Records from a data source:
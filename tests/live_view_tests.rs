mod common;

use axum::{
    body::{Body, BodyDataStream, to_bytes},
    http::{Request, StatusCode, header},
};
use common::*;
use eventsource_stream::{Event, EventStream, Eventsource};
use futures::{Stream, StreamExt};
use garner::router::{GarnerState, garner_router};
use serde_json::{Value, json};
use std::time::Duration;
use tower::ServiceExt;
use wiremock::matchers::{method, path, query_param};
use wiremock::{Mock, MockServer, ResponseTemplate};

async fn next_event<S, E>(events: &mut S) -> Event
where
    S: Stream<Item = Result<Event, E>> + Unpin,
    E: std::fmt::Debug,
{
    tokio::time::timeout(Duration::from_secs(3), events.next())
        .await
        .expect("timed out waiting for an event")
        .expect("stream ended")
        .expect("malformed event")
}

async fn post_json(app: &axum::Router, uri: &str, cookie: &str, form: &str) -> (StatusCode, Value) {
    let req = Request::builder()
        .method("POST")
        .uri(uri)
        .header(header::COOKIE, cookie)
        .header(header::CONTENT_TYPE, "application/x-www-form-urlencoded")
        .body(Body::from(form.to_string()))
        .unwrap();
    let resp = app.clone().oneshot(req).await.unwrap();
    let status = resp.status();
    let body = to_bytes(resp.into_body(), usize::MAX).await.unwrap();
    (status, serde_json::from_slice(&body).unwrap_or(Value::Null))
}

#[tokio::test]
async fn live_view_streams_state_and_accepts_actions() {
    if !can_bind_localhost() {
        return;
    }
    let server = MockServer::start().await;
    mount_user(&server).await;
    Mock::given(method("GET"))
        .and(path("/rest/v1/bookmarks"))
        .respond_with(ResponseTemplate::new(200).set_body_json(json!([
            bookmark_json("b2", "Second", "2026-03-02T10:00:00Z"),
            bookmark_json("b1", "First", "2026-03-01T10:00:00Z"),
        ])))
        .mount(&server)
        .await;
    Mock::given(method("POST"))
        .and(path("/rest/v1/bookmarks"))
        .respond_with(ResponseTemplate::new(201))
        .expect(1)
        .mount(&server)
        .await;
    Mock::given(method("POST"))
        .and(path("/auth/v1/logout"))
        .respond_with(ResponseTemplate::new(204))
        .expect(1)
        .mount(&server)
        .await;

    let cfg = test_config(&server);
    let state = GarnerState::new(&cfg).unwrap();
    let app = garner_router(state.clone());
    let cookie = session_cookie_header(&cfg, &session());

    let req = Request::builder()
        .uri("/dashboard/live")
        .header(header::COOKIE, &cookie)
        .body(Body::empty())
        .unwrap();
    let resp = app.clone().oneshot(req).await.unwrap();
    assert_eq!(resp.status(), StatusCode::OK);
    assert!(
        resp.headers()
            .get(header::CONTENT_TYPE)
            .and_then(|v| v.to_str().ok())
            .is_some_and(|ct| ct.starts_with("text/event-stream"))
    );

    let mut events = resp.into_body().into_data_stream().eventsource();
    let announced = next_event(&mut events).await;
    assert_eq!(announced.event, "view");
    let view_id = announced.data;
    assert_eq!(state.views.len(), 1);

    let loaded = loop {
        let ev = next_event(&mut events).await;
        assert_eq!(ev.event, "state");
        let snap: Value = serde_json::from_str(&ev.data).unwrap();
        if snap["loading"] == json!(false) && snap["refreshing"] == json!(false) {
            break snap;
        }
    };
    assert_eq!(loaded["bookmarks"][0]["id"], "b2");
    assert_eq!(loaded["bookmarks"][1]["id"], "b1");

    let (status, body) = post_json(
        &app,
        &format!("/dashboard/live/{view_id}/bookmarks"),
        &cookie,
        "title=Example&url=https%3A%2F%2Fexample.com",
    )
    .await;
    assert_eq!(status, StatusCode::OK);
    assert_eq!(body, json!({ "outcome": "completed" }));

    let (status, body) = post_json(
        &app,
        &format!("/dashboard/live/{view_id}/sign-out"),
        &cookie,
        "",
    )
    .await;
    assert_eq!(status, StatusCode::OK);
    assert_eq!(body, json!({ "navigate": "/" }));

    let navigated = loop {
        let ev = next_event(&mut events).await;
        if ev.event == "navigate" {
            break ev;
        }
    };
    assert_eq!(navigated.data, "/");

    drop(events);
    assert!(state.views.is_empty());
    server.verify().await;
}

#[tokio::test]
async fn actions_on_another_users_view_are_not_found() {
    if !can_bind_localhost() {
        return;
    }
    let server = MockServer::start().await;
    mount_user(&server).await;
    Mock::given(method("GET"))
        .and(path("/rest/v1/bookmarks"))
        .respond_with(ResponseTemplate::new(200).set_body_json(json!([])))
        .mount(&server)
        .await;
    Mock::given(method("DELETE"))
        .and(path("/rest/v1/bookmarks"))
        .respond_with(ResponseTemplate::new(204))
        .expect(0)
        .mount(&server)
        .await;

    let cfg = test_config(&server);
    let state = GarnerState::new(&cfg).unwrap();
    let app = garner_router(state.clone());

    let req = Request::builder()
        .uri("/dashboard/live")
        .header(header::COOKIE, session_cookie_header(&cfg, &session()))
        .body(Body::empty())
        .unwrap();
    let resp = app.clone().oneshot(req).await.unwrap();
    let mut events = resp.into_body().into_data_stream().eventsource();
    let view_id = next_event(&mut events).await.data;

    let mut intruder = session();
    intruder.user.id = "user-2".to_string();
    let (status, _) = post_json(
        &app,
        &format!("/dashboard/live/{view_id}/bookmarks/b1/delete"),
        &session_cookie_header(&cfg, &intruder),
        "",
    )
    .await;
    assert_eq!(status, StatusCode::NOT_FOUND);

    drop(events);
    server.verify().await;
}

#[tokio::test]
async fn live_view_without_session_navigates_home() {
    if !can_bind_localhost() {
        return;
    }
    let server = MockServer::start().await;
    let cfg = test_config(&server);
    let state = GarnerState::new(&cfg).unwrap();
    let app = garner_router(state.clone());

    let req = Request::builder()
        .uri("/dashboard/live")
        .body(Body::empty())
        .unwrap();
    let resp = app.oneshot(req).await.unwrap();
    assert_eq!(resp.status(), StatusCode::OK);

    let mut events = resp.into_body().into_data_stream().eventsource();
    let ev = next_event(&mut events).await;
    assert_eq!(ev.event, "navigate");
    assert_eq!(ev.data, "/");
    assert!(
        tokio::time::timeout(Duration::from_secs(1), events.next())
            .await
            .unwrap()
            .is_none()
    );
    assert!(state.views.is_empty());
}

/// Open a live view and wait for its first settled state.
async fn open_live(app: &axum::Router, cookie: &str) -> (String, EventStream<BodyDataStream>) {
    let req = Request::builder()
        .uri("/dashboard/live")
        .header(header::COOKIE, cookie)
        .body(Body::empty())
        .unwrap();
    let resp = app.clone().oneshot(req).await.unwrap();
    let mut events = resp.into_body().into_data_stream().eventsource();
    let view_id = next_event(&mut events).await.data;
    loop {
        let ev = next_event(&mut events).await;
        let snap: Value = serde_json::from_str(&ev.data).unwrap();
        if snap["loading"] == json!(false) && snap["refreshing"] == json!(false) {
            break;
        }
    }
    (view_id, events)
}

#[tokio::test]
async fn actions_use_the_refreshed_session() {
    if !can_bind_localhost() {
        return;
    }
    let server = MockServer::start().await;
    mount_user(&server).await;
    Mock::given(method("GET"))
        .and(path("/rest/v1/bookmarks"))
        .respond_with(ResponseTemplate::new(200).set_body_json(json!([])))
        .mount(&server)
        .await;

    let mut fresh = session();
    fresh.access_token = "fresh-token".to_string();
    Mock::given(method("POST"))
        .and(path("/auth/v1/token"))
        .and(query_param("grant_type", "refresh_token"))
        .respond_with(ResponseTemplate::new(200).set_body_json(&fresh))
        .expect(1)
        .mount(&server)
        .await;
    Mock::given(method("POST"))
        .and(path("/rest/v1/bookmarks"))
        .and(wiremock::matchers::header("authorization", "Bearer fresh-token"))
        .respond_with(ResponseTemplate::new(201))
        .expect(1)
        .mount(&server)
        .await;

    let cfg = test_config(&server);
    let state = GarnerState::new(&cfg).unwrap();
    let app = garner_router(state.clone());
    let (view_id, events) = open_live(&app, &session_cookie_header(&cfg, &session())).await;

    let mut expired = session();
    expired.expires_at = Some(1);
    let (status, body) = post_json(
        &app,
        &format!("/dashboard/live/{view_id}/bookmarks"),
        &session_cookie_header(&cfg, &expired),
        "title=Example&url=https%3A%2F%2Fexample.com",
    )
    .await;
    assert_eq!(status, StatusCode::OK);
    assert_eq!(body, json!({ "outcome": "completed" }));

    drop(events);
    server.verify().await;
}

#[tokio::test]
async fn sync_endpoint_reloads_mounted_views() {
    if !can_bind_localhost() {
        return;
    }
    let server = MockServer::start().await;
    mount_user(&server).await;
    Mock::given(method("GET"))
        .and(path("/rest/v1/bookmarks"))
        .respond_with(ResponseTemplate::new(200).set_body_json(json!([])))
        .mount(&server)
        .await;

    let cfg = test_config(&server);
    let state = GarnerState::new(&cfg).unwrap();
    let app = garner_router(state.clone());
    let cookie = session_cookie_header(&cfg, &session());
    let (_view_id, events) = open_live(&app, &cookie).await;
    assert_eq!(count_requests(&server, "GET", "/rest/v1/bookmarks").await, 1);

    let (status, body) = post_json(&app, "/dashboard/sync", &cookie, "").await;
    assert_eq!(status, StatusCode::ACCEPTED);
    assert_eq!(body, json!({ "delivered": 1 }));
    assert_eq!(
        wait_for_requests(&server, "GET", "/rest/v1/bookmarks", 2).await,
        2
    );

    drop(events);
}

#[tokio::test]
async fn sync_endpoint_is_throttled_per_user() {
    if !can_bind_localhost() {
        return;
    }
    let server = MockServer::start().await;
    let cfg = test_config(&server);
    let app = garner_router(GarnerState::new(&cfg).unwrap());
    let cookie = session_cookie_header(&cfg, &session());

    for _ in 0..10 {
        let (status, _) = post_json(&app, "/dashboard/sync", &cookie, "").await;
        assert_eq!(status, StatusCode::ACCEPTED);
    }
    let (status, body) = post_json(&app, "/dashboard/sync", &cookie, "").await;
    assert_eq!(status, StatusCode::TOO_MANY_REQUESTS);
    assert_eq!(body["error"]["code"], "RATE_LIMITED");

    let mut other = session();
    other.user.id = "user-2".to_string();
    let (status, _) = post_json(
        &app,
        "/dashboard/sync",
        &session_cookie_header(&cfg, &other),
        "",
    )
    .await;
    assert_eq!(status, StatusCode::ACCEPTED);
}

#### TASK
Extract from the data every line where "format" shows up.

#### ANSWER BOX
        &format!("/dashboard/live/{view_id}/bookmarks"),
        &format!("/dashboard/live/{view_id}/sign-out"),
        &format!("/dashboard/live/{view_id}/bookmarks/b1/delete"),
        &format!("/dashboard/live/{view_id}/bookmarks"),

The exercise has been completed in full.